▸ **WHAT IS NEEDED**: Those lines of the data that hold the word "with" are to be copied out.
************
//! Per-handle cache of idle targets.
//!
//! A slot is reserved for a URL with `add` (or automatically when the
//! engine caches everything). Released targets are only kept when a
//! reserved slot for their endpoint is free; everything else is shut down.

use std::sync::Arc;
use std::time::Instant;

use crate::attr::OperationAttributes;
use crate::config::EngineConfig;
use crate::error::ClientError;
use crate::target::{effective_auth, Target, TargetState};
use crate::url::FtpUrl;

#[derive(Debug)]
struct CacheEntry {
    url: FtpUrl,
    target: Option<Target>,
}

/// What `release` did with a target.
#[derive(Debug)]
pub enum Released {
    Cached,
    /// The target is not kept; the caller closes its connection.
    Evicted(Target),
}

#[derive(Debug, Default)]
pub struct Cache {
    entries: Vec<CacheEntry>,
}

impl Cache {
    pub fn new() -> Self {
        Self::default()
    }

    /// Reserves a slot for `url`'s endpoint.
    pub fn add(&mut self, url: &FtpUrl) -> Result<(), ClientError> {
        if self.entries.iter().any(|e| e.url.same_endpoint(url)) {
            return Err(ClientError::AlreadyDone);
        }
        self.entries.push(CacheEntry {
            url: url.clone(),
            target: None,
        });
        Ok(())
    }

    /// Drops every slot for `url`'s endpoint and hands back the idle
    /// targets they held.
    pub fn remove(&mut self, url: &FtpUrl) -> Result<Vec<Target>, ClientError> {
        if !self.entries.iter().any(|e| e.url.same_endpoint(url)) {
            return Err(ClientError::ObjectNotInUse("url cache entry"));
        }
        let mut evicted = Vec::new();
        self.entries.retain_mut(|e| {
            if e.url.same_endpoint(url) {
                evicted.extend(e.target.take());
                false
            } else {
                true
            }
        });
        Ok(evicted)
    }

    /// Takes every cached target out; used when the handle is dropped.
    pub fn drain(&mut self) -> Vec<Target> {
        self.entries.drain(..).filter_map(|e| e.target).collect()
    }

    pub fn contains(&self, url: &FtpUrl) -> bool {
        self.entries.iter().any(|e| e.url.same_endpoint(url))
    }

    /// Number of idle targets held.
    pub fn idle_count(&self) -> usize {
        self.entries.iter().filter(|e| e.target.is_some()).count()
    }

    /// Returns a cached target compatible with `url`/`attr`, or a new one.
    ///
    /// A cached target is compatible when it serves the same endpoint and
    /// logged in with the credentials a new target would use: the explicit
    /// ones, else those of the URL (ftp, sshftp) or the engine default
    /// (gsiftp).
    pub fn find_or_create(
        &mut self,
        url: &FtpUrl,
        attr: Option<&OperationAttributes>,
        config: &Arc<EngineConfig>,
    ) -> Target {
        let hit = self.entries.iter_mut().find(|e| {
            e.url.same_endpoint(url)
                && e.target
                    .as_ref()
                    .is_some_and(|t| compatible(t, url, attr, config))
        });
        if let Some(entry) = hit {
            if let Some(mut target) = entry.target.take() {
                target.url = url.clone();
                target.set_attr(attr, config);
                return target;
            }
        }
        if config.cache_all && !self.contains(url) {
            self.entries.push(CacheEntry {
                url: url.clone(),
                target: None,
            });
        }
        Target::new(url, attr, config)
    }

    /// Takes a target back at the end of an operation.
    pub fn release(&mut self, mut target: Target) -> Released {
        if target.state == TargetState::CompletedOperation {
            target.state = TargetState::SetupConnection;
        }
        if target.state != TargetState::SetupConnection {
            return Released::Evicted(target);
        }
        target.plan.clear();
        let slot = self
            .entries
            .iter_mut()
            .find(|e| e.target.is_none() && e.url.same_endpoint(&target.url));
        match slot {
            Some(entry) => {
                target.last_access = Instant::now();
                entry.target = Some(target);
                Released::Cached
            }
            None => Released::Evicted(target),
        }
    }
}

fn compatible(
    cached: &Target,
    url: &FtpUrl,
    attr: Option<&OperationAttributes>,
    config: &EngineConfig,
) -> bool {
    let attr = attr.cloned().unwrap_or_default();
    cached.attr.auth == effective_auth(url, &attr, config)
}

#[cfg(test)]
mod tests {
    use super::*;
    use crate::attr::AuthInfo;
    use crate::target::TargetId;

    fn url(s: &str) -> FtpUrl {
        FtpUrl::parse(s).unwrap()
    }

    fn config() -> Arc<EngineConfig> {
        Arc::new(EngineConfig::default())
    }

    fn idle(cache: &mut Cache, u: &FtpUrl, attr: Option<&OperationAttributes>) -> TargetId {
        let mut t = cache.find_or_create(u, attr, &config());
        t.state = TargetState::CompletedOperation;
        let id = t.id;
        assert!(matches!(cache.release(t), Released::Cached));
        id
    }

    #[test]
    fn test_release_then_find_returns_same_target() {
        let mut cache = Cache::new();
        let u = url("gsiftp://h:2811/a/b");
        cache.add(&u).unwrap();
        let id = idle(&mut cache, &u, None);
        let again = cache.find_or_create(&url("gsiftp://h:2811/other"), None, &config());
        assert_eq!(again.id, id);
        assert_eq!(again.url.path, "/other");
        assert_eq!(cache.idle_count(), 0);
    }

    #[test]
    fn test_remove_forces_new_target() {
        let mut cache = Cache::new();
        let u = url("ftp://h/x");
        cache.add(&u).unwrap();
        let id = idle(&mut cache, &u, None);
        let evicted = cache.remove(&u).unwrap();
        assert_eq!(evicted.len(), 1);
        assert_eq!(evicted[0].id, id);
        let fresh = cache.find_or_create(&u, None, &config());
        assert_ne!(fresh.id, id);
    }

    #[test]
    fn test_add_twice_is_already_done() {
        let mut cache = Cache::new();
        cache.add(&url("ftp://h/x")).unwrap();
        assert!(matches!(cache.add(&url("ftp://H:21/y")), Err(ClientError::AlreadyDone)));
        assert!(matches!(
            cache.remove(&url("ftp://other/")),
            Err(ClientError::ObjectNotInUse(_))
        ));
    }

    #[test]
    fn test_unreserved_release_evicts() {
        let mut cache = Cache::new();
        let mut t = cache.find_or_create(&url("ftp://h/x"), None, &config());
        t.state = TargetState::SetupConnection;
        assert!(matches!(cache.release(t), Released::Evicted(_)));
    }

    #[test]
    fn test_faulted_target_is_never_cached() {
        let mut cache = Cache::new();
        let u = url("ftp://h/x");
        cache.add(&u).unwrap();
        let mut t = cache.find_or_create(&u, None, &config());
        t.state = TargetState::Fault;
        assert!(matches!(cache.release(t), Released::Evicted(_)));
        assert_eq!(cache.idle_count(), 0);
    }

    #[test]
    fn test_explicit_auth_must_match() {
        let mut cache = Cache::new();
        let u = url("gsiftp://h/x");
        cache.add(&u).unwrap();
        let mut alice = OperationAttributes::new();
        alice.set_authorization(AuthInfo::new(Some("alice"), Some("a")));
        let id = idle(&mut cache, &u, Some(&alice));

        let mut bob = OperationAttributes::new();
        bob.set_authorization(AuthInfo::new(Some("bob"), Some("b")));
        let other = cache.find_or_create(&u, Some(&bob), &config());
        assert_ne!(other.id, id);

        let same = cache.find_or_create(&u, Some(&alice), &config());
        assert_eq!(same.id, id);
    }

    #[test]
    fn test_default_auth_matches_default_on_gsiftp() {
        let mut cache = Cache::new();
        let u = url("gsiftp://h/x");
        cache.add(&u).unwrap();
        let id = idle(&mut cache, &u, Some(&OperationAttributes::new()));
        let again = cache.find_or_create(&u, Some(&OperationAttributes::new()), &config());
        assert_eq!(again.id, id);
    }

    #[test]
    fn test_url_credentials_must_match() {
        let mut cache = Cache::new();
        let alice = url("ftp://alice:a@h/x");
        cache.add(&alice).unwrap();
        let id = idle(&mut cache, &alice, None);

        let bob = cache.find_or_create(&url("ftp://bob:b@h/y"), None, &config());
        assert_ne!(bob.id, id);
        assert_eq!(bob.attr.auth.user_or_anonymous(), "bob");

        let again = cache.find_or_create(&url("ftp://alice:a@h/z"), None, &config());
        assert_eq!(again.id, id);
    }

    #[test]
    fn test_default_caller_skips_explicit_target_on_gsiftp() {
        let mut cache = Cache::new();
        let u = url("gsiftp://h/x");
        cache.add(&u).unwrap();
        let mut alice = OperationAttributes::new();
        alice.set_authorization(AuthInfo::new(Some("alice"), Some("a")));
        let id = idle(&mut cache, &u, Some(&alice));

        let fresh = cache.find_or_create(&u, None, &config());
        assert_ne!(fresh.id, id);
        assert_eq!(fresh.attr.auth, config().default_auth());
    }

    #[test]
    fn test_cache_all_reserves_slots() {
        let mut cache = Cache::new();
        let mut cfg = EngineConfig::default();
        cfg.cache_all = true;
        let cfg = Arc::new(cfg);
        let u = url("ftp://h/x");
        let mut t = cache.find_or_create(&u, None, &cfg);
        t.state = TargetState::SetupConnection;
        assert!(matches!(cache.release(t), Released::Cached));
    }
}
************
▸ **RESULT**:
//! A slot is reserved for a URL with `add` (or automatically when the
/// What `release` did with a target.
    /// Returns a cached target compatible with `url`/`attr`, or a new one.
    /// logged in with the credentials a new target would use: the explicit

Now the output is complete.